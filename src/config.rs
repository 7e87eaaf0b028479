//! Build-time configuration and route table.
//!
//! A static wasm bundle has no process environment at runtime, so values are
//! baked in with `option_env!` when the bundle is compiled.

#[cfg(test)]
#[path = "config_test.rs"]
mod config_test;

pub const DEFAULT_API_BASE_URL: &str = "http://localhost:8080/api";
pub const DEFAULT_LOG_LEVEL: log::Level = log::Level::Info;

pub const HOME_ROUTE: &str = "/";
pub const LOGIN_ROUTE: &str = "/dang-nhap";
pub const REGISTER_ROUTE: &str = "/dang-ky";
pub const ACCOUNT_ROUTE: &str = "/tai-khoan";
pub const ADMIN_ROUTE: &str = "/admin";

/// Backend location used by the auth API helpers.
#[derive(Debug, Clone, PartialEq, Eq)]
pub struct ApiConfig {
    pub base_url: String,
}

impl ApiConfig {
    pub fn new(base_url: &str) -> Self {
        Self { base_url: base_url.trim_end_matches('/').to_owned() }
    }

    /// Build from `CTPN_API_BASE_URL`, falling back to the local backend.
    pub fn from_build_env() -> Self {
        Self::new(option_env!("CTPN_API_BASE_URL").unwrap_or(DEFAULT_API_BASE_URL))
    }

    /// Join `path` onto the base URL with exactly one `/` between them.
    pub fn endpoint(&self, path: &str) -> String {
        format!("{}/{}", self.base_url, path.trim_start_matches('/'))
    }
}

impl Default for ApiConfig {
    fn default() -> Self {
        Self::from_build_env()
    }
}

/// Log level from `CTPN_LOG_LEVEL`.
pub fn log_level() -> log::Level {
    parse_log_level(option_env!("CTPN_LOG_LEVEL"))
}

fn parse_log_level(raw: Option<&str>) -> log::Level {
    raw.and_then(|v| v.trim().parse::<log::Level>().ok())
        .unwrap_or(DEFAULT_LOG_LEVEL)
}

• DIRECTIONS FOR THIS TASK
In the material above, which lines contain "impl"? Copy each of them.

• OUTPUT
impl ApiConfig {
impl Default for ApiConfig {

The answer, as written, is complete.